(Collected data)
════════

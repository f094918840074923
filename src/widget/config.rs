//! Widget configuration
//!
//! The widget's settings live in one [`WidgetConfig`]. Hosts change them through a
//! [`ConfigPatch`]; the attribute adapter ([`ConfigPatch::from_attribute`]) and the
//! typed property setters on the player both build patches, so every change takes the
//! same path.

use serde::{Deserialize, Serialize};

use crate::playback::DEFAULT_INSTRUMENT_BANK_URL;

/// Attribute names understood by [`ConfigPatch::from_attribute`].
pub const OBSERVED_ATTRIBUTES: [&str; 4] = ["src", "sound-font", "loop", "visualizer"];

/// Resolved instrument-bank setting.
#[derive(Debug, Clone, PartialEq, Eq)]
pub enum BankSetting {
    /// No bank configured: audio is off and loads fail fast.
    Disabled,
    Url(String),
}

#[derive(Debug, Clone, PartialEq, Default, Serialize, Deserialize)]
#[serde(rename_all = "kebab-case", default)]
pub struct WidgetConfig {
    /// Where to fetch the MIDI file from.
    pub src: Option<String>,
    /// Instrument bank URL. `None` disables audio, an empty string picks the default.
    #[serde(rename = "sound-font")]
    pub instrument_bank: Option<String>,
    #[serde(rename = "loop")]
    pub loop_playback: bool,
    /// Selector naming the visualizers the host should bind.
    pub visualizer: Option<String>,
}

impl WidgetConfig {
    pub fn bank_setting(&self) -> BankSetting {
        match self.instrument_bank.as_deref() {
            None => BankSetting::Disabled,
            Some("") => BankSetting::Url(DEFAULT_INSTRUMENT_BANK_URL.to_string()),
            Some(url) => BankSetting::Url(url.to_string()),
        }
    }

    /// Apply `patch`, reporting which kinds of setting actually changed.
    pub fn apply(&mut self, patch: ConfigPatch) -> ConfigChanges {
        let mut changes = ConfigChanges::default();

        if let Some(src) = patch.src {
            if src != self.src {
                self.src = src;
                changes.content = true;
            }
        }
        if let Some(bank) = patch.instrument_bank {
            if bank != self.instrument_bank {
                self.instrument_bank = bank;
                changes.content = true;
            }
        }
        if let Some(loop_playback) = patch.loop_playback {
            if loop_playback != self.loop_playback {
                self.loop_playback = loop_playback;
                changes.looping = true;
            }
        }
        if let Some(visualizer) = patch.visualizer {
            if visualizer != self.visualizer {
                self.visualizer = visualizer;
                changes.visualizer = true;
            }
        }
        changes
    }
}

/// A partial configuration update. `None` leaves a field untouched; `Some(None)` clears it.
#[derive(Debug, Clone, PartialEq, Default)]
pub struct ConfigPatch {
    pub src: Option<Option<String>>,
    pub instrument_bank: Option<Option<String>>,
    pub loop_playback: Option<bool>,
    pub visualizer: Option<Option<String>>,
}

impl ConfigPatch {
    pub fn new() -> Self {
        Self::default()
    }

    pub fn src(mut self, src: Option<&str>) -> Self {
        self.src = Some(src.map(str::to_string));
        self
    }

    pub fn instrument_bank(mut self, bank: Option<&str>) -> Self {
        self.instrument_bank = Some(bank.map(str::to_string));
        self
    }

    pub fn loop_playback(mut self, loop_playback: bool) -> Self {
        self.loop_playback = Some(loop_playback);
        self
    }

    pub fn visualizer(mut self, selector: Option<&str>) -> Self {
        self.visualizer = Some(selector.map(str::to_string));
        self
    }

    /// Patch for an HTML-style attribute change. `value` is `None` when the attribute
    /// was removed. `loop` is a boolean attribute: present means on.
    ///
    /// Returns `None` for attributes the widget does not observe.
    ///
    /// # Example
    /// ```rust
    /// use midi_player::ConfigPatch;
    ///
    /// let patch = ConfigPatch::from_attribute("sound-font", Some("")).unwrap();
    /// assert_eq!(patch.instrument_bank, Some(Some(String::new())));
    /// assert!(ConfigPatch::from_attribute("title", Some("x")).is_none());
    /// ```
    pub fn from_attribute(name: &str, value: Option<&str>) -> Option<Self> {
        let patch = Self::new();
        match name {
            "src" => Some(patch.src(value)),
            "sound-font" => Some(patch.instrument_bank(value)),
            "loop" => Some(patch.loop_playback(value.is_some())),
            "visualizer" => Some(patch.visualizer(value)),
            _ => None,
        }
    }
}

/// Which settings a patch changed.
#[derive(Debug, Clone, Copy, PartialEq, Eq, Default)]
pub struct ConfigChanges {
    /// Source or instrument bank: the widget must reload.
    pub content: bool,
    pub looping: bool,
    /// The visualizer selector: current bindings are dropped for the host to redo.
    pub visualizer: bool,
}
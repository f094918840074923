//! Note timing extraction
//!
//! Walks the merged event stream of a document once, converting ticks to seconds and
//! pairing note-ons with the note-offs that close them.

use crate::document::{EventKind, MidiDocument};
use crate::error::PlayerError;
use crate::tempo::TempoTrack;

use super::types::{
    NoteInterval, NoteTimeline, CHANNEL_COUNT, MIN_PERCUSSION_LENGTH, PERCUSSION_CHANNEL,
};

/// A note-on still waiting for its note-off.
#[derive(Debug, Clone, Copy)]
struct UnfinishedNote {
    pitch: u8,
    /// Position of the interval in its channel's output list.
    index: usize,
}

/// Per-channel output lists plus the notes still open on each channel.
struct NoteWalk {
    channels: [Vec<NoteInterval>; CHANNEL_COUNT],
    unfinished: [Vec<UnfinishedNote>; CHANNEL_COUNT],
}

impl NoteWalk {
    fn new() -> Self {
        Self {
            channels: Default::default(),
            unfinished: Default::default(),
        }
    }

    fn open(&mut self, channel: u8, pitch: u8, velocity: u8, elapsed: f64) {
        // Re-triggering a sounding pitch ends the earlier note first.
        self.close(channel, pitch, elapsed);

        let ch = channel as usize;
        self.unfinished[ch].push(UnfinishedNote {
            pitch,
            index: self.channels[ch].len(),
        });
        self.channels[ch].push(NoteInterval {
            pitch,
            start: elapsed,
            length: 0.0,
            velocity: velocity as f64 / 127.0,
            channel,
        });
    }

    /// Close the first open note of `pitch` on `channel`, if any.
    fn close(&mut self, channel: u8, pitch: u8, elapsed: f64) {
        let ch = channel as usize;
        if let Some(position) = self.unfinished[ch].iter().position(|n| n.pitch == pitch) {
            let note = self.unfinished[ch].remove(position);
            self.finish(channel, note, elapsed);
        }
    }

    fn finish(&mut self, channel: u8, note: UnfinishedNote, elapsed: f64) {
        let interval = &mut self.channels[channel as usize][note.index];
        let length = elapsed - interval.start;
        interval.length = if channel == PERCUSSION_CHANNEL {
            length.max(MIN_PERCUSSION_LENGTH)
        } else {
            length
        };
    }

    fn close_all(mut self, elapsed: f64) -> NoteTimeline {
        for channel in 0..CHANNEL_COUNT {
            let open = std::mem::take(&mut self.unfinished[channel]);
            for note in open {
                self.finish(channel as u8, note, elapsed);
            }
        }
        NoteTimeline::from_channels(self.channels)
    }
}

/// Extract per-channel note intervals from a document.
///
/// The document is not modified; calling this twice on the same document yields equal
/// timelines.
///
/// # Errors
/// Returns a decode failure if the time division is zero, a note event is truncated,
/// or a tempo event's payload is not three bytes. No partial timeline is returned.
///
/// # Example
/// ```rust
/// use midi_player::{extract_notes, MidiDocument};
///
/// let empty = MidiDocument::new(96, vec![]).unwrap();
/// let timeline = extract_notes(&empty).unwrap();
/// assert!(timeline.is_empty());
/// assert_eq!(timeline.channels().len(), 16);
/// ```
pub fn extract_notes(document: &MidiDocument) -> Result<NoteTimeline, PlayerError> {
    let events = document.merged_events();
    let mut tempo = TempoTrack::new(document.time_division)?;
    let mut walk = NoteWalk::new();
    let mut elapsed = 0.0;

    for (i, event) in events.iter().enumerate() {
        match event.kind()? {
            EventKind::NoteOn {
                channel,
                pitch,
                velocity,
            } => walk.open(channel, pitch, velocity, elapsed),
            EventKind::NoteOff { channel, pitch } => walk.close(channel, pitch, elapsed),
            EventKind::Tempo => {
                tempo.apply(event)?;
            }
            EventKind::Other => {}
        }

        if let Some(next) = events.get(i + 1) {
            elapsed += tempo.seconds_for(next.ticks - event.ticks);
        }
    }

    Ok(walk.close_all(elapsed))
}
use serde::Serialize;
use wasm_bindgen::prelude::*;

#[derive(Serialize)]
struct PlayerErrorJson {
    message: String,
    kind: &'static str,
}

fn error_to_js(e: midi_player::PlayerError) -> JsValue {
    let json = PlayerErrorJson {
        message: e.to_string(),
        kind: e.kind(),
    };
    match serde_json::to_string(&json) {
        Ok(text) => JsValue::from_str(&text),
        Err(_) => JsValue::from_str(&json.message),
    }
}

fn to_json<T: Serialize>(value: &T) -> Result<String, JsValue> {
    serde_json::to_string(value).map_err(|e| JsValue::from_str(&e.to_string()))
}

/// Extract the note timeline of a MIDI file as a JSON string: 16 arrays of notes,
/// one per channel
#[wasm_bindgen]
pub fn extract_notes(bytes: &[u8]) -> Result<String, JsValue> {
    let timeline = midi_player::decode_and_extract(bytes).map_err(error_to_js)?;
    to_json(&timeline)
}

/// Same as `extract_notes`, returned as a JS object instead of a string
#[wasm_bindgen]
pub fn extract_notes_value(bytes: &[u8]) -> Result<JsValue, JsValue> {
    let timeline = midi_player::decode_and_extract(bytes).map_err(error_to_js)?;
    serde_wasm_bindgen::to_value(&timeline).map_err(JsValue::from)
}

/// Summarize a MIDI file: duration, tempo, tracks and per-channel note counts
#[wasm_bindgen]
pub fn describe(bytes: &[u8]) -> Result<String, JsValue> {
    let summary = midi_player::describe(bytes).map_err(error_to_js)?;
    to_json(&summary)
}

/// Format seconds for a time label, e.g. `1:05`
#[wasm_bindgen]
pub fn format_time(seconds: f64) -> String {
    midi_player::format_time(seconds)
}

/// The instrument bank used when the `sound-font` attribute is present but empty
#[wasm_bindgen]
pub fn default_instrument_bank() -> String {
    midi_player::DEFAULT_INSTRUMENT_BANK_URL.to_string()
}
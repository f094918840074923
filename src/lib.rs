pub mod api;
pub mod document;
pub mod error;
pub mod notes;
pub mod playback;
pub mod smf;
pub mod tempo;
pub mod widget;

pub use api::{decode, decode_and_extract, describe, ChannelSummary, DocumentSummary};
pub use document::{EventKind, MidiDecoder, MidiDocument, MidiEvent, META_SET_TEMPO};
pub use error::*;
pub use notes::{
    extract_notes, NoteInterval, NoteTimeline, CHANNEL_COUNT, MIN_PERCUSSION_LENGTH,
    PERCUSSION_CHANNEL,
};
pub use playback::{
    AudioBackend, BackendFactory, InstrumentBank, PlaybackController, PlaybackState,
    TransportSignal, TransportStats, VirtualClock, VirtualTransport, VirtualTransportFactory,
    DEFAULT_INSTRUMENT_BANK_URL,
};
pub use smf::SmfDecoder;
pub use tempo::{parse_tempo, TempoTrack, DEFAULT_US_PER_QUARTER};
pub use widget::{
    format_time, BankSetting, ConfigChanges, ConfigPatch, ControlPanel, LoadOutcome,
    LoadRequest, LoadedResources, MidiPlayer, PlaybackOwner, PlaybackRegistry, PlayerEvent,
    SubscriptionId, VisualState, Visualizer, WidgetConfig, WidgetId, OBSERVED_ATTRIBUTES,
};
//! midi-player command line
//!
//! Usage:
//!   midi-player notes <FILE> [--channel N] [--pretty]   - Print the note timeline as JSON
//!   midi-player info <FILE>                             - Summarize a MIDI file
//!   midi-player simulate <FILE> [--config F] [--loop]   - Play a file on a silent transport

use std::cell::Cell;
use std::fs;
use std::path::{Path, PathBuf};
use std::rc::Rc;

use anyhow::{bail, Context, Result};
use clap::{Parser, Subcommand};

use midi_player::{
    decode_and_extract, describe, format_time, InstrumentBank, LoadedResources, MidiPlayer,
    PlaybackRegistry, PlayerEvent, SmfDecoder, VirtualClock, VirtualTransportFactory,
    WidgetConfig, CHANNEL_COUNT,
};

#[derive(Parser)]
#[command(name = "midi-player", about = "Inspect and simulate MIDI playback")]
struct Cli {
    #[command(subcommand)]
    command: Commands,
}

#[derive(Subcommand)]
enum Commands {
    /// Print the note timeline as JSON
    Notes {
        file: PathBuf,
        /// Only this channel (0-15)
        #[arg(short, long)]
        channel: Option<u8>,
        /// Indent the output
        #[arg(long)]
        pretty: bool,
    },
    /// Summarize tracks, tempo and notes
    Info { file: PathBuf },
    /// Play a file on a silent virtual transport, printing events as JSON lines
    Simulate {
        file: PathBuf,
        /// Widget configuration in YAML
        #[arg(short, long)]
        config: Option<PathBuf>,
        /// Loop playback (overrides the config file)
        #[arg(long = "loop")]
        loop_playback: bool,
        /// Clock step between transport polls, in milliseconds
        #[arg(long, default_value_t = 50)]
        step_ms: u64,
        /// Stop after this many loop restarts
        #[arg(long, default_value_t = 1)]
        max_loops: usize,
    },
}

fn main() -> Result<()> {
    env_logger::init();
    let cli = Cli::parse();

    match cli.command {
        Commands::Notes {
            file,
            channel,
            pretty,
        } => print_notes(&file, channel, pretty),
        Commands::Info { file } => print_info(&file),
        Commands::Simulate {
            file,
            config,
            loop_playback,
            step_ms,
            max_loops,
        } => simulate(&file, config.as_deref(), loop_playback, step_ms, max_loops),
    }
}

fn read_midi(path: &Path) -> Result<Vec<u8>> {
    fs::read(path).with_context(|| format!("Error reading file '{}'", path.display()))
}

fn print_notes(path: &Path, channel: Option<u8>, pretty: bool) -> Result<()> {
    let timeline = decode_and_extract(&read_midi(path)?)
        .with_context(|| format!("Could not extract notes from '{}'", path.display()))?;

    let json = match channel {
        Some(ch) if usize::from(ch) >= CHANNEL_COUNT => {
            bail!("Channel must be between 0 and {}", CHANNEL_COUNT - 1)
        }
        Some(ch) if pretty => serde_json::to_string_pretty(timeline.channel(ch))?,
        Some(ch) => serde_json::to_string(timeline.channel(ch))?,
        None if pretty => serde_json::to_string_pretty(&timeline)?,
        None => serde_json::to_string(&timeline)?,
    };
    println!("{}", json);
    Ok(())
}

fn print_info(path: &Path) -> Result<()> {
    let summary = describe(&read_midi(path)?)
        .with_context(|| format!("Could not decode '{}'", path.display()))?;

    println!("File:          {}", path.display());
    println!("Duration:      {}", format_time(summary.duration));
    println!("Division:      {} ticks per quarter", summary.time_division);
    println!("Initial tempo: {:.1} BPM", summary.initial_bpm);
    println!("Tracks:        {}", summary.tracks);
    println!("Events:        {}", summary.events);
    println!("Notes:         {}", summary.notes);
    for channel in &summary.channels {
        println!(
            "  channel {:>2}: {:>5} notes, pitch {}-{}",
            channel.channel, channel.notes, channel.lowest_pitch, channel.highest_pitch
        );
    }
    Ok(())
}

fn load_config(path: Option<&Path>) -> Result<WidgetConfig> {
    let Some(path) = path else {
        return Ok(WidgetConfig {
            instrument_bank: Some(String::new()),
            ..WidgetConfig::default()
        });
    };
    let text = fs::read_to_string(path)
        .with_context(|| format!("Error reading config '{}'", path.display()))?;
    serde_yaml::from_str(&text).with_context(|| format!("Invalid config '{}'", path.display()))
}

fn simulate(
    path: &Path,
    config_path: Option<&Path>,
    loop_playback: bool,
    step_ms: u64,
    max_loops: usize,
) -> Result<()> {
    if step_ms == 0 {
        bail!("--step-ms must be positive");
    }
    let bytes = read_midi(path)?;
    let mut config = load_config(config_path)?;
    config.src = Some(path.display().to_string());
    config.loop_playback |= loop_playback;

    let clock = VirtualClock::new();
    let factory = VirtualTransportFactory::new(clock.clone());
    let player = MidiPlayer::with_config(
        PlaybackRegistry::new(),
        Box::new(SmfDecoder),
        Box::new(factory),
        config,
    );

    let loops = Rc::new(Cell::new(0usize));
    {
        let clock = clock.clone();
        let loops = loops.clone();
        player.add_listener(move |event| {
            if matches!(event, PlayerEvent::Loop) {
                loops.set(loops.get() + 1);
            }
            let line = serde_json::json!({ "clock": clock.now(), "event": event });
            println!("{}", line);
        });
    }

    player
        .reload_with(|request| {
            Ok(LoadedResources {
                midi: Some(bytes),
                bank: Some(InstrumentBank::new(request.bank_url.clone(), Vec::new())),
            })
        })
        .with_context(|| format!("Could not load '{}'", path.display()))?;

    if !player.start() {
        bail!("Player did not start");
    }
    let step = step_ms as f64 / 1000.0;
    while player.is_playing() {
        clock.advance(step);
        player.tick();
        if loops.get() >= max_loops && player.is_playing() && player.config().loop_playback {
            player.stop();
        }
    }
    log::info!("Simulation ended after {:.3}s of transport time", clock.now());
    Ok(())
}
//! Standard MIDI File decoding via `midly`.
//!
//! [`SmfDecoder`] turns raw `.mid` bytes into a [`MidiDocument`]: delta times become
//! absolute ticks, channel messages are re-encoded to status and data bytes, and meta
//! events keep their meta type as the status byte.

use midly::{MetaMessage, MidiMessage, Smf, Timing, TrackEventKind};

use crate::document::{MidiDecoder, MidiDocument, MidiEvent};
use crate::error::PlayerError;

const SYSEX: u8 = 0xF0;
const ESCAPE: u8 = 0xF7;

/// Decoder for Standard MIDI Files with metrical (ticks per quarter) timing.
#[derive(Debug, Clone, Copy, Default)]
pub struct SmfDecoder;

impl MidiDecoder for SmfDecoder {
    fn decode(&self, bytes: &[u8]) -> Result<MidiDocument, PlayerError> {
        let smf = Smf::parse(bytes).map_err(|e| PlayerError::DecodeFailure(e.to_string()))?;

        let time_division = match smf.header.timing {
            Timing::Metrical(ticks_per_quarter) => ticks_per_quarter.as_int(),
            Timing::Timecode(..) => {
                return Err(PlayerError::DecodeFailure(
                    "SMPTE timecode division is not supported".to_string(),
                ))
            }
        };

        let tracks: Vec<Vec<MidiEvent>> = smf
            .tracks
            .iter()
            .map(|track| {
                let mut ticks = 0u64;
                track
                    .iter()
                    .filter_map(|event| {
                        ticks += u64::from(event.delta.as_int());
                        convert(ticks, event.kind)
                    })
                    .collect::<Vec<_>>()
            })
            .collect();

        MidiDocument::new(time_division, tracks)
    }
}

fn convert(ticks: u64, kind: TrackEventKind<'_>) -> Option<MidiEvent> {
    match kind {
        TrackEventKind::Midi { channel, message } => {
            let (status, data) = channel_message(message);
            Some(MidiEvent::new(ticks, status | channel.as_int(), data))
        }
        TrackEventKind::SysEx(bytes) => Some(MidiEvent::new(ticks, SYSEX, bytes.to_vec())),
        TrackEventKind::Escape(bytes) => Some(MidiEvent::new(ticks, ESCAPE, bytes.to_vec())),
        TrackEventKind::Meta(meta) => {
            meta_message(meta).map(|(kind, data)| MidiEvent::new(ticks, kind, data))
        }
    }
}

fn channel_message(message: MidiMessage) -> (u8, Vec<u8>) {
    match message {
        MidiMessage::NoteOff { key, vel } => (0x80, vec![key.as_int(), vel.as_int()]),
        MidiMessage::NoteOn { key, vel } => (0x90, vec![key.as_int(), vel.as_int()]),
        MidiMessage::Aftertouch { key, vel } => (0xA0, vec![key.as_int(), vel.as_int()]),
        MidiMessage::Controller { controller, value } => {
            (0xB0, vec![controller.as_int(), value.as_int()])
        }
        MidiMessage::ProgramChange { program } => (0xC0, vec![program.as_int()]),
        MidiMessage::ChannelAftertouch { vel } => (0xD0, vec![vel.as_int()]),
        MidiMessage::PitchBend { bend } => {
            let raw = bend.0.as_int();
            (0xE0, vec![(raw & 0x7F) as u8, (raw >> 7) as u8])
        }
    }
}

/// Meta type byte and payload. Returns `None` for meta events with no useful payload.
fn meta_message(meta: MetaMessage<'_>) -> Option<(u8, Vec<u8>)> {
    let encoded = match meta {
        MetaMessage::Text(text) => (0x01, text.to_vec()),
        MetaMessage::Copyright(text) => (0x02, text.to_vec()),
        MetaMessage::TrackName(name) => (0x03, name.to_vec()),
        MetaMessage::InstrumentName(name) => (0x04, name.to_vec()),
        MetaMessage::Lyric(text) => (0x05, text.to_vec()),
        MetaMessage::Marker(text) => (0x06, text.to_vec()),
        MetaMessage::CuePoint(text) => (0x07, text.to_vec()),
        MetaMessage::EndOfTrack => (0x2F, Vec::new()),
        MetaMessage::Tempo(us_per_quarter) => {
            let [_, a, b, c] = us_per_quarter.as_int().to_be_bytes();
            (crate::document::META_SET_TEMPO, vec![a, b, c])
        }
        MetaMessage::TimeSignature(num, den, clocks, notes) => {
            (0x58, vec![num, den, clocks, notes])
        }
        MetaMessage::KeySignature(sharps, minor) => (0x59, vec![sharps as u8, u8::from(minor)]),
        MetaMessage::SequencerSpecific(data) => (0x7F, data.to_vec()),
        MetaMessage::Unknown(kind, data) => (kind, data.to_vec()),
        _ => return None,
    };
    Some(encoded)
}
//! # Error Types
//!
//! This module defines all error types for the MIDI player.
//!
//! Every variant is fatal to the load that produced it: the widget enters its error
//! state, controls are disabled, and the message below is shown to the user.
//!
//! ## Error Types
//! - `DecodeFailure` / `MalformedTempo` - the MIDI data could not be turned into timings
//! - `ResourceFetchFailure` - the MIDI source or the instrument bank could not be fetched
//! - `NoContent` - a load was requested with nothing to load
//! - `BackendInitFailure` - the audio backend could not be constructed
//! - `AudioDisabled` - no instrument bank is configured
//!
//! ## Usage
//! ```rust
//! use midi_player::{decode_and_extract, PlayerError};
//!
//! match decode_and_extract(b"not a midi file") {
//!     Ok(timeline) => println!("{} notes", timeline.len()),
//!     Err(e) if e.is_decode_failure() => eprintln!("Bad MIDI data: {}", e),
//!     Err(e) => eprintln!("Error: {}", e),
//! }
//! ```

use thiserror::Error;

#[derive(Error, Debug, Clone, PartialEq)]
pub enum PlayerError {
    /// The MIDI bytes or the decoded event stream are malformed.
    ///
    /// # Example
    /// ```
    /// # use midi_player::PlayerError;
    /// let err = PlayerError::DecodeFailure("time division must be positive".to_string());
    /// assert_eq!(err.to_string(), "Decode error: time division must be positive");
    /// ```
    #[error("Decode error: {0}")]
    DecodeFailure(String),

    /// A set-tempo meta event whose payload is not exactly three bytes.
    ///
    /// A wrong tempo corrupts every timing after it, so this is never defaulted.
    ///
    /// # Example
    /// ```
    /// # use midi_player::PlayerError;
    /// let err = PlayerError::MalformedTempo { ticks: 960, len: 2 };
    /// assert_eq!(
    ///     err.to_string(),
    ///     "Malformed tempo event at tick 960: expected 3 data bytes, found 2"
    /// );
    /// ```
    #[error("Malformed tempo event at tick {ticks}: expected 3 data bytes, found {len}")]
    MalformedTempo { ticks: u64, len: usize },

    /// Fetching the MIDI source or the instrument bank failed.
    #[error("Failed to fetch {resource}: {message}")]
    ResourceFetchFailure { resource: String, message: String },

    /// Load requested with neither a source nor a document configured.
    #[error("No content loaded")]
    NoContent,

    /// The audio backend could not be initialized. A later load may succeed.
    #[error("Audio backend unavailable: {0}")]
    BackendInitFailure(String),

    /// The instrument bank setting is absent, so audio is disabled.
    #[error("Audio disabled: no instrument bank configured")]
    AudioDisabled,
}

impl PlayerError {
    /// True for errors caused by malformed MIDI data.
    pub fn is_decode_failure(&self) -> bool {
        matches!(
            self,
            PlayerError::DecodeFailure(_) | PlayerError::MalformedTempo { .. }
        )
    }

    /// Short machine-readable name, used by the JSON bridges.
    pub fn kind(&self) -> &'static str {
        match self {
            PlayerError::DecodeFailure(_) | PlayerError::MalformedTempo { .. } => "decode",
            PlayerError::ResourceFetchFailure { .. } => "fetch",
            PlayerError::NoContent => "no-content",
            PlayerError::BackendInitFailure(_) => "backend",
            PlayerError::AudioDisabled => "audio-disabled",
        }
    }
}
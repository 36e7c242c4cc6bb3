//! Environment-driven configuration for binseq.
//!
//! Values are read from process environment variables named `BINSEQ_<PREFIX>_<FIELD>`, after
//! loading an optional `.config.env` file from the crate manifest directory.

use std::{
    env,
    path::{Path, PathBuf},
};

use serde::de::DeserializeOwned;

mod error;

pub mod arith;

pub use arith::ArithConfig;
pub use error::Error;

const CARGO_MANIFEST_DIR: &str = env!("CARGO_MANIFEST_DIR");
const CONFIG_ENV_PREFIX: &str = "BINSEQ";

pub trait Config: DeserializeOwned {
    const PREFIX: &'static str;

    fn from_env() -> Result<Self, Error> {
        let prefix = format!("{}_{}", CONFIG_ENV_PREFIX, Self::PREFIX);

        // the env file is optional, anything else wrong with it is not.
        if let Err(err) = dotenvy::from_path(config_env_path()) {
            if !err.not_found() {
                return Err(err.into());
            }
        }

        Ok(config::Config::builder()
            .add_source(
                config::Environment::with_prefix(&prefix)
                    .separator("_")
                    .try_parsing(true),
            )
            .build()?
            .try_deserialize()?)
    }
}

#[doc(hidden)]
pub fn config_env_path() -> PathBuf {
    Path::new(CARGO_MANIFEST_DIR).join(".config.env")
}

════════

The task: There is a line with "pub struct ConfigPatch" and a line with "present means on." above. Copy exactly those two lines and all lines between them, with nothing else.

Result of the exercise:
pub struct ConfigPatch {
    pub src: Option<Option<String>>,
    pub instrument_bank: Option<Option<String>>,
    pub loop_playback: Option<bool>,
    pub visualizer: Option<Option<String>>,
}

impl ConfigPatch {
    pub fn new() -> Self {
        Self::default()
    }

    pub fn src(mut self, src: Option<&str>) -> Self {
        self.src = Some(src.map(str::to_string));
        self
    }

    pub fn instrument_bank(mut self, bank: Option<&str>) -> Self {
        self.instrument_bank = Some(bank.map(str::to_string));
        self
    }

    pub fn loop_playback(mut self, loop_playback: bool) -> Self {
        self.loop_playback = Some(loop_playback);
        self
    }

    pub fn visualizer(mut self, selector: Option<&str>) -> Self {
        self.visualizer = Some(selector.map(str::to_string));
        self
    }

    /// Patch for an HTML-style attribute change. `value` is `None` when the attribute
    /// was removed. `loop` is a boolean attribute: present means on.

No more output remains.